Having stayed home with him over the last three months, the two of us have become attached to one another. Our snuggles on the couch as we drift off for an afternoon nap and our many deep lunchtime conversations during which I have just accepted that I’m wrong about everything.
I started to enjoy changing diapers. I began to enjoy that mid-day Target runs. I began to enjoy running to the stairs for the 100th time to save our son from impending doom.
Being the typical parent who drops off and picks up our son from daycare when I was working, I had become accustomed to leaving him in the arms of a stranger. It became second nature for both me and him to say our goodbyes in the morning because we knew that there would be hellos in the afternoon.
But these last three months have been different. For one I didn’t think I’d be out of work this long. I figured it would be a month or month and a half tops.
I knew at some point I would be dropping him off again, but I imagined that I’d be wearing my work clothes, not my stay-at-home-dad outfit of cargo shorts and a graphic tee.
But there I was dropping him off, and as I did, he re-enacted an event that our oldest did as he was starting a new chapter in his life, he didn’t turn around to say bye. Almost as if to say, “Dad, I’m cool with this now find a job so you can afford to keep me here.”
Driving to an empty home that morning, I broke down. My life as a stay-at-home-dad was changing from taking care of the kids and attempting to keep the house clean to cleaning for two days, and wondering what am I going to do now on top of heading to the school an hour before it lets out to wait in the school pick up line because apparently, that is the thing to do if you are a stay-at-home-parent in my area.

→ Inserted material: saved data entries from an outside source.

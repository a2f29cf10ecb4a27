// src/socket.rs

use std::{
    collections::{BTreeMap, HashMap, VecDeque},
    fmt,
    sync::Arc,
};

use serde::{Deserialize, Serialize};
use serde_json::Value;

use crate::{
    error::{ProcessError, StructuralError, ValidationError},
    ip::{Ip, Scope},
};

#[derive(Debug, Clone, Copy, PartialEq, Eq, Hash, PartialOrd, Ord, Serialize, Deserialize)]
pub struct SocketId(u64);

impl fmt::Display for SocketId {
    fn fmt(&self, f: &mut fmt::Formatter<'_>) -> fmt::Result {
        write!(f, "#{}", self.0)
    }
}

/// What a socket hands to whatever sits on its far end.
#[derive(Debug, Clone, PartialEq)]
pub enum SocketEvent {
    Connect,
    Ip(Ip),
    Disconnect,
}

impl SocketEvent {
    pub fn ip(&self) -> Option<&Ip> {
        match self {
            SocketEvent::Ip(ip) => Some(ip),
            _ => None,
        }
    }
}

impl fmt::Display for SocketEvent {
    fn fmt(&self, f: &mut fmt::Formatter<'_>) -> fmt::Result {
        match self {
            SocketEvent::Connect => f.write_str("CONN"),
            SocketEvent::Ip(ip) => ip.fmt(f),
            SocketEvent::Disconnect => f.write_str("DISC"),
        }
    }
}

/// One side of an edge, kept for tracing and events.
#[derive(Debug, Clone, PartialEq, Eq, Serialize, Deserialize)]
pub struct Endpoint {
    pub node: String,
    pub port: String,
    pub index: Option<usize>,
}

impl fmt::Display for Endpoint {
    fn fmt(&self, f: &mut fmt::Formatter<'_>) -> fmt::Result {
        match self.index {
            Some(index) => write!(f, "{}.{}[{}]", self.node, self.port, index),
            None => write!(f, "{}.{}", self.node, self.port),
        }
    }
}

/// A directed edge with a FIFO of pending events.
///
/// Tracks connection state and bracket depth per scope. Connecting happens
/// implicitly on the first non-close packet and disconnecting once the last
/// open bracket is closed.
#[derive(Debug)]
pub struct InternalSocket {
    id: SocketId,
    from: Option<Endpoint>,
    to: Option<Endpoint>,
    connected: bool,
    brackets: HashMap<Option<Scope>, Vec<Arc<Value>>>,
    queue: VecDeque<SocketEvent>,
}

impl InternalSocket {
    pub fn new(id: SocketId, from: Option<Endpoint>, to: Option<Endpoint>) -> Self {
        Self {
            id,
            from,
            to,
            connected: false,
            brackets: HashMap::new(),
            queue: VecDeque::new(),
        }
    }

    pub fn id(&self) -> SocketId {
        self.id
    }

    pub fn from(&self) -> Option<&Endpoint> {
        self.from.as_ref()
    }

    pub fn to(&self) -> Option<&Endpoint> {
        self.to.as_ref()
    }

    pub fn is_connected(&self) -> bool {
        self.connected
    }

    pub fn connect(&mut self) {
        if !self.connected {
            self.connected = true;
            self.queue.push_back(SocketEvent::Connect);
        }
    }

    pub fn disconnect(&mut self) {
        if self.connected {
            self.connected = false;
            self.queue.push_back(SocketEvent::Disconnect);
        }
    }

    pub fn post(&mut self, ip: Ip) -> Result<(), StructuralError> {
        if !self.connected && !ip.is_close() {
            self.connect();
        }
        let scope = ip.scope().cloned();
        if ip.is_open() {
            self.brackets.entry(scope).or_default().push(ip.payload());
        } else if ip.is_close() {
            let popped = self.brackets.get_mut(&scope).and_then(Vec::pop);
            if popped.is_none() {
                return Err(StructuralError::UnmatchedCloseBracket { scope });
            }
        }

        let closing = ip.is_close();
        self.queue.push_back(SocketEvent::Ip(ip));
        if closing && self.depth() == 0 {
            self.disconnect();
        }
        Ok(())
    }

    pub fn send(&mut self, data: impl Into<Value>) -> Result<(), StructuralError> {
        self.post(Ip::data(data))
    }

    pub fn begin_group(&mut self, data: impl Into<Value>) -> Result<(), StructuralError> {
        self.post(Ip::open_bracket(data))
    }

    /// Close the innermost unscoped bracket, echoing its data.
    pub fn end_group(&mut self) -> Result<(), StructuralError> {
        let data = self
            .brackets
            .get(&None)
            .and_then(|stack| stack.last())
            .map(|data| (**data).clone())
            .unwrap_or(Value::Null);
        self.post(Ip::close_bracket(data))
    }

    pub fn depth(&self) -> usize {
        self.brackets.values().map(Vec::len).sum()
    }

    pub fn has_pending(&self) -> bool {
        !self.queue.is_empty()
    }

    pub fn pending(&self) -> usize {
        self.queue.len()
    }

    pub fn take_event(&mut self) -> Option<SocketEvent> {
        self.queue.pop_front()
    }
}

/// Every socket of a network plus the global delivery order.
///
/// Each queued event puts its socket id on `ready` once, so draining
/// `ready` delivers events in the order they were produced.
#[derive(Debug, Default)]
pub struct Sockets {
    next_id: u64,
    sockets: BTreeMap<SocketId, InternalSocket>,
    ready: VecDeque<SocketId>,
}

impl Sockets {
    pub fn new() -> Self {
        Self::default()
    }

    pub fn create(&mut self, from: Option<Endpoint>, to: Option<Endpoint>) -> SocketId {
        let id = SocketId(self.next_id);
        self.next_id += 1;
        self.sockets.insert(id, InternalSocket::new(id, from, to));
        id
    }

    pub fn get(&self, id: SocketId) -> Option<&InternalSocket> {
        self.sockets.get(&id)
    }

    pub fn remove(&mut self, id: SocketId) -> Option<InternalSocket> {
        self.ready.retain(|ready| *ready != id);
        self.sockets.remove(&id)
    }

    pub fn len(&self) -> usize {
        self.sockets.len()
    }

    pub fn is_empty(&self) -> bool {
        self.sockets.is_empty()
    }

    fn with_socket<F>(&mut self, id: SocketId, op: F) -> Result<(), ProcessError>
    where
        F: FnOnce(&mut InternalSocket) -> Result<(), StructuralError>,
    {
        let socket = self
            .sockets
            .get_mut(&id)
            .ok_or(ValidationError::UnknownSocket(id))?;
        let before = socket.pending();
        let outcome = op(socket);
        let queued = socket.pending().saturating_sub(before);
        for _ in 0..queued {
            self.ready.push_back(id);
        }
        outcome.map_err(ProcessError::from)
    }

    pub fn post(&mut self, id: SocketId, ip: Ip) -> Result<(), ProcessError> {
        self.with_socket(id, |socket| socket.post(ip))
    }

    pub fn connect(&mut self, id: SocketId) -> Result<(), ProcessError> {
        self.with_socket(id, |socket| {
            socket.connect();
            Ok(())
        })
    }

    pub fn disconnect(&mut self, id: SocketId) -> Result<(), ProcessError> {
        self.with_socket(id, |socket| {
            socket.disconnect();
            Ok(())
        })
    }

    pub fn end_group(&mut self, id: SocketId) -> Result<(), ProcessError> {
        self.with_socket(id, InternalSocket::end_group)
    }

    pub fn has_pending(&self) -> bool {
        !self.ready.is_empty()
    }

    /// Pop the oldest undelivered event across all sockets.
    pub fn next_ready(&mut self) -> Option<(SocketId, SocketEvent)> {
        while let Some(id) = self.ready.pop_front() {
            if let Some(event) = self.sockets.get_mut(&id).and_then(InternalSocket::take_event) {
                return Some((id, event));
            }
        }
        None
    }
}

I broke down because my now toddler is growing up too fast, and for a brief three-month period I was able to stop and take him growing up in and enjoy it, even if at times I didn’t.
Even though I had no reason to believe it, I felt like a failure. I am now home alone, waiting for the phone call that my dream job is offering me a chance to work. I failed my kids because there I was unable to enjoy my time because I was waiting for that phone call. I failed my wife because I am now a twice laid off husband who can’t seem to keep a job.
But the other part of me felt like all of this was meant to happen. It was supposed to be that I had this summer off to pick up my son from summer camp when he started to act up. I needed to be able to spend time with my youngest because who knows what lies ahead in my future career. And if I were working, we wouldn’t have been able to take our family vacation to St Louis.
This is making me work harder though. Now instead of an hour a day job hunting, I can spend 4. I can attend job fairs and can take any interview without having to find care for our youngest. I can catch up on some of these little nagging projects around the house. I can spend more time self-teaching me the skills needed to land my dream job.
We like to say that everything happens for a reason in our house. We have been saying that ever since I was laid-off and now I just need to take it and run at this moment. I need to stop worrying about what might go wrong, knowing that the light at the end of the tunnel is getting closer.